Stored items
--------

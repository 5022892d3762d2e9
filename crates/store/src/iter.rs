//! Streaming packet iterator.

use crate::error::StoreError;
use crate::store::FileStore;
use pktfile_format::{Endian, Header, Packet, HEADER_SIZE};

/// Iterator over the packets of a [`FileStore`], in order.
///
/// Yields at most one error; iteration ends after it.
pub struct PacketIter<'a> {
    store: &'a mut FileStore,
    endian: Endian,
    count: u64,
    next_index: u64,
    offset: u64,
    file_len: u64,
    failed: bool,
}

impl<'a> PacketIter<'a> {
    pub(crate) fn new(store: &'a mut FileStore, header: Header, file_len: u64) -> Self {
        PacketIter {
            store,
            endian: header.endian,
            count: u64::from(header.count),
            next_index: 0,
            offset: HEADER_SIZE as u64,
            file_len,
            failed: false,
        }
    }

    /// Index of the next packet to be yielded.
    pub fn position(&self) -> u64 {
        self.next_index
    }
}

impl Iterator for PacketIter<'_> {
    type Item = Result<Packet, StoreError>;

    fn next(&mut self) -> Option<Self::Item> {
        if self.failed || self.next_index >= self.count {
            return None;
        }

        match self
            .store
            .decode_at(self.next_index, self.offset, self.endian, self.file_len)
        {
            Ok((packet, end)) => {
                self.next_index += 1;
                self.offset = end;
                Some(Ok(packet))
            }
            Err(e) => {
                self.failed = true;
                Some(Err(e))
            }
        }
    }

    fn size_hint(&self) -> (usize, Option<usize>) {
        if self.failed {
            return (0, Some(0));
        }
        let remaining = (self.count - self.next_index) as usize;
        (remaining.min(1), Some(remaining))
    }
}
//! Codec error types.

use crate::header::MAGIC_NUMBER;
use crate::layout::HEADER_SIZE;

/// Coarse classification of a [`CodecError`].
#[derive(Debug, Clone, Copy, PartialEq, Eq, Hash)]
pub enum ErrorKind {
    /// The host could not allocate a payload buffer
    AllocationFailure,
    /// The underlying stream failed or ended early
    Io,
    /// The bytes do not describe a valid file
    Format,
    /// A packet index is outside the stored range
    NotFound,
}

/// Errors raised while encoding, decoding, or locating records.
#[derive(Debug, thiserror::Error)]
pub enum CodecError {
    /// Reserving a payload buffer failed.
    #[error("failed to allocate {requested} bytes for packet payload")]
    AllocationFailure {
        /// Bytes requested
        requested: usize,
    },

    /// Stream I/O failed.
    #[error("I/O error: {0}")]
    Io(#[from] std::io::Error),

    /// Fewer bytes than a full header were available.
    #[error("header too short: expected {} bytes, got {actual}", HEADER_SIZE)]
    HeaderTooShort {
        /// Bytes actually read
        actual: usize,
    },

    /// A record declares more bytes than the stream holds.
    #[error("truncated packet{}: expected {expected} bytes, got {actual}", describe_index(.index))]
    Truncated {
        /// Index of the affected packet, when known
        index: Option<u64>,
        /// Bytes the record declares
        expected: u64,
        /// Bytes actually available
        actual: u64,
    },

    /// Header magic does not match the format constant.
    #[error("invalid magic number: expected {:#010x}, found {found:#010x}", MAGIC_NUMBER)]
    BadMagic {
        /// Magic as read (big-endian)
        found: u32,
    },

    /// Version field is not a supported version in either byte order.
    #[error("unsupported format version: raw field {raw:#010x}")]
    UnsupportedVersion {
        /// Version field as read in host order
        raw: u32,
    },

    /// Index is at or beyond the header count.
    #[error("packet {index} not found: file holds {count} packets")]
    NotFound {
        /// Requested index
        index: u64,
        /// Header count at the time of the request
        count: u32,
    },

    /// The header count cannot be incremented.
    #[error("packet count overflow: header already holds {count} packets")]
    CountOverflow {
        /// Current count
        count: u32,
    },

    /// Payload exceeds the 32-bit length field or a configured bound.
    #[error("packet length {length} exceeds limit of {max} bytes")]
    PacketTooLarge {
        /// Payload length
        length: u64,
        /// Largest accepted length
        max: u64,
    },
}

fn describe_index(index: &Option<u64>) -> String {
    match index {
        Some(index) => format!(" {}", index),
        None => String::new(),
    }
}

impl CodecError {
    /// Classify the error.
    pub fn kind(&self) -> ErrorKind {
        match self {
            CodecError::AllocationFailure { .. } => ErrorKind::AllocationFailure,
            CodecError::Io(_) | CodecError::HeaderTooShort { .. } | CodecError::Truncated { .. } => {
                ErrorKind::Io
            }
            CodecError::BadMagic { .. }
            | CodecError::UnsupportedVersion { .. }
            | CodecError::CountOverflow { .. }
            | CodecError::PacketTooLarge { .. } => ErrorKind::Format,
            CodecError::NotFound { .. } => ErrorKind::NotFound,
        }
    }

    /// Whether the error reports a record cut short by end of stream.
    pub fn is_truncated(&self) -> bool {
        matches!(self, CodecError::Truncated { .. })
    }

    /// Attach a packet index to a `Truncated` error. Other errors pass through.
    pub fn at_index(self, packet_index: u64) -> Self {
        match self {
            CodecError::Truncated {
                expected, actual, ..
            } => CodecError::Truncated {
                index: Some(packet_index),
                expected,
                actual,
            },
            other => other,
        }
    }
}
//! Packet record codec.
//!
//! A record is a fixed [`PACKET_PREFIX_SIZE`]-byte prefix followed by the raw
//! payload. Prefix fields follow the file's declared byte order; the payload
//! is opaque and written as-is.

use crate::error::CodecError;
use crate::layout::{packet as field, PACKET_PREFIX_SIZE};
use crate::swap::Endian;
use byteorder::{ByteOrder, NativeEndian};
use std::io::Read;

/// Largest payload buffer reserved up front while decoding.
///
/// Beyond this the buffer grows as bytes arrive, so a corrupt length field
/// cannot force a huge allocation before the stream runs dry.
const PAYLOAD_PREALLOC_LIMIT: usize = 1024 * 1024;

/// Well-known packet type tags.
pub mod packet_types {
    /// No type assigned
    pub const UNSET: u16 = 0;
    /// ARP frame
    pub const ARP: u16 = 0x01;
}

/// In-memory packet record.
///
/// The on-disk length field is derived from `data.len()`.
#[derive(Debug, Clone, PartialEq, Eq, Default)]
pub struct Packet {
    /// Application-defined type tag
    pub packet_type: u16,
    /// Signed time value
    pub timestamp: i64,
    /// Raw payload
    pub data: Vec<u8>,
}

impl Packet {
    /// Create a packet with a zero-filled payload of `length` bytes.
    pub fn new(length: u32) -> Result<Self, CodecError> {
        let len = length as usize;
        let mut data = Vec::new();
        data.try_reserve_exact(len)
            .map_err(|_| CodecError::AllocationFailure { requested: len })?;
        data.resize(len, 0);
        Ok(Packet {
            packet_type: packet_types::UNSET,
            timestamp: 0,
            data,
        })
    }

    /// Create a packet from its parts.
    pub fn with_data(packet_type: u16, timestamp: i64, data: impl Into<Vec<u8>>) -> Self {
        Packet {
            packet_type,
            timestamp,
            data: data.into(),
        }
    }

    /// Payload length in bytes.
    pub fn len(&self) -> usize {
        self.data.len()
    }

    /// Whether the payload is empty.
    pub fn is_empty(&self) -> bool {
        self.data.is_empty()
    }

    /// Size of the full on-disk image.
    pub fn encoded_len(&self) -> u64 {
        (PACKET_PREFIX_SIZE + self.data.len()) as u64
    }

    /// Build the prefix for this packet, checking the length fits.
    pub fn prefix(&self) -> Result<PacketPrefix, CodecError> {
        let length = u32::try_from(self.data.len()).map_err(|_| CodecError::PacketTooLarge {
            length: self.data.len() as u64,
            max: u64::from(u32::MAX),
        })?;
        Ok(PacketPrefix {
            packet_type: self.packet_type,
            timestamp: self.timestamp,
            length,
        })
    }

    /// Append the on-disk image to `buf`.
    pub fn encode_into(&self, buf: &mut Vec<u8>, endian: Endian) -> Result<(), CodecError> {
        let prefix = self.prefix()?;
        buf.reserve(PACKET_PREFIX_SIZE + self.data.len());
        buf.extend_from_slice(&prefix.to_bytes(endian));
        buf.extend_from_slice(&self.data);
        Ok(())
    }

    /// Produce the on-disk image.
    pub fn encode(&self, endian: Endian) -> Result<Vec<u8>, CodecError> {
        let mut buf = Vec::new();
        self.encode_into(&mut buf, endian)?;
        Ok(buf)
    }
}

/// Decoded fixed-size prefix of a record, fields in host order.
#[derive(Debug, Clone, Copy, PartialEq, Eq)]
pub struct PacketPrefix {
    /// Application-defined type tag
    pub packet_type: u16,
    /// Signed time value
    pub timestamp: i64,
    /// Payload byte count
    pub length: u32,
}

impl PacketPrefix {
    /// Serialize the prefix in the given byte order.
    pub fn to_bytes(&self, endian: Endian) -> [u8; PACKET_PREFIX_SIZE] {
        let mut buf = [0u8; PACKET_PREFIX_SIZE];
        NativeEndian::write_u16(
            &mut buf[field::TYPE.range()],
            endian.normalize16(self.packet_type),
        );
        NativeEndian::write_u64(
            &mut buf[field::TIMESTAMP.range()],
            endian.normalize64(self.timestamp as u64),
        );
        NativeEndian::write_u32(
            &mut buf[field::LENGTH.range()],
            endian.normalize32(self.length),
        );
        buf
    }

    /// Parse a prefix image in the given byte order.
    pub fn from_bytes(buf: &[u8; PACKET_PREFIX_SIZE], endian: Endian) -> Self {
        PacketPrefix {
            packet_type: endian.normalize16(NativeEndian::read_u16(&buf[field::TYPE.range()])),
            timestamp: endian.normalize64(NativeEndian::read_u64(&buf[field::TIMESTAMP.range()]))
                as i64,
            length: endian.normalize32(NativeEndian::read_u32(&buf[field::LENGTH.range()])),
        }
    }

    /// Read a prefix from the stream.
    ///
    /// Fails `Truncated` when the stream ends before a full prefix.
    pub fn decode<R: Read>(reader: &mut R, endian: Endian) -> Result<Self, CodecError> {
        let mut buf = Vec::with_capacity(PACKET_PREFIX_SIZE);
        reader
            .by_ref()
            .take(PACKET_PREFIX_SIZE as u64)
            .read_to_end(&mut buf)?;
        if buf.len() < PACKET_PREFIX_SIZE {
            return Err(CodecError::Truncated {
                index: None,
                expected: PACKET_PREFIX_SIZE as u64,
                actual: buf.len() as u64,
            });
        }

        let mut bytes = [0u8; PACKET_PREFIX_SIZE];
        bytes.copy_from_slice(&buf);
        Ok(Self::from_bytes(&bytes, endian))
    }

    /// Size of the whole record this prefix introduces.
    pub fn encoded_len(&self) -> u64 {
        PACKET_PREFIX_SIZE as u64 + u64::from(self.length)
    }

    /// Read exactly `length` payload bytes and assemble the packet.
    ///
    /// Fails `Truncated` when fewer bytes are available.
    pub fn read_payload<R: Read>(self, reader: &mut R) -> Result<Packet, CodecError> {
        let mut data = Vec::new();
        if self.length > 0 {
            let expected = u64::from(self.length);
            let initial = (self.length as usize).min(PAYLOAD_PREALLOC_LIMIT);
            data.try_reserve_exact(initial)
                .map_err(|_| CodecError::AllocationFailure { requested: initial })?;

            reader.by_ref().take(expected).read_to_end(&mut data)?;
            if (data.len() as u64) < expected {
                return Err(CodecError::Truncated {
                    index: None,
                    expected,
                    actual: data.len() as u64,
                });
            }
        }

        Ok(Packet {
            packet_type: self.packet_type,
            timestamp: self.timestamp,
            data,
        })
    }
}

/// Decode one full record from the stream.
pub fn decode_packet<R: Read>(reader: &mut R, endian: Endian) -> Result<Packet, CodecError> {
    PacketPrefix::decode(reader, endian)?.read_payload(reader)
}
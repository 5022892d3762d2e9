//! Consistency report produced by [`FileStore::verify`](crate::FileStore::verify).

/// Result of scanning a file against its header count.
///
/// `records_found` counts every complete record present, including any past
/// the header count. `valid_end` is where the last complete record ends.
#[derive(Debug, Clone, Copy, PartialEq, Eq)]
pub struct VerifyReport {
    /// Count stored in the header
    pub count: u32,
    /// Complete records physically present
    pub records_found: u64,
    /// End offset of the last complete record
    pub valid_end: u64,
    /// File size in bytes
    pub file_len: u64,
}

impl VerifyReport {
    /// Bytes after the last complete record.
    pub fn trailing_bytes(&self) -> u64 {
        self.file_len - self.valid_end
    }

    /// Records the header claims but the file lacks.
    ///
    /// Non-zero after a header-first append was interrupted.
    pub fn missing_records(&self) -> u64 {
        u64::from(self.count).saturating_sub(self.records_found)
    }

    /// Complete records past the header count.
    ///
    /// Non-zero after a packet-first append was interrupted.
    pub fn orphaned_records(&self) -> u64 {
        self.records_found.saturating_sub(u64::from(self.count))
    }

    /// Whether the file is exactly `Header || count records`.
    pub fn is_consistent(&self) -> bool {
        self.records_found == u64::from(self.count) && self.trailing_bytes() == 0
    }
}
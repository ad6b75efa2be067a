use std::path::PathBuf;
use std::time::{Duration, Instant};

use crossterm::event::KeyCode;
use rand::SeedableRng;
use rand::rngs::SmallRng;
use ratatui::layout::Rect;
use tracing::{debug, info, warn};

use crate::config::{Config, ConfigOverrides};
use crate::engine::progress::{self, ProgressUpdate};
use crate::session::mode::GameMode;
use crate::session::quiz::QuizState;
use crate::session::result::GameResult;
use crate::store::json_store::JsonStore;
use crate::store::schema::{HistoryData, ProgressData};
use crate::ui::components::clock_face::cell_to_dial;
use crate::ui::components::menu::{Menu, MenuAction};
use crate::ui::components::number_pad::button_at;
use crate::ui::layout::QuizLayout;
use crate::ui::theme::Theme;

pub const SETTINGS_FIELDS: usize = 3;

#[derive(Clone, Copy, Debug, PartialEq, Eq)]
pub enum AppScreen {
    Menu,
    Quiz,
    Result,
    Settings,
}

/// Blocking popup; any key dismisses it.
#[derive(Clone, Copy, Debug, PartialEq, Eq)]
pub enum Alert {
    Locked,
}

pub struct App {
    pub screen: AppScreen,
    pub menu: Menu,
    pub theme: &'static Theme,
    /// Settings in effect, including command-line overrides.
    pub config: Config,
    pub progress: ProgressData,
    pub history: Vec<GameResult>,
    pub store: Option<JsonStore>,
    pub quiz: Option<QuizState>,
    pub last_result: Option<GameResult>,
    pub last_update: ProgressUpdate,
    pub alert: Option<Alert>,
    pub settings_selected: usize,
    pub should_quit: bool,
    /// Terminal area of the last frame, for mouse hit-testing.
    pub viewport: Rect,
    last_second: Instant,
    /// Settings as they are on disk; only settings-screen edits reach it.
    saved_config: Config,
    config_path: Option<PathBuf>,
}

--------

Your objective:
In the entries above, find each line with the word "theme" and show it.

Solution for this exercise:
use crate::ui::theme::Theme;
    pub theme: &'static Theme,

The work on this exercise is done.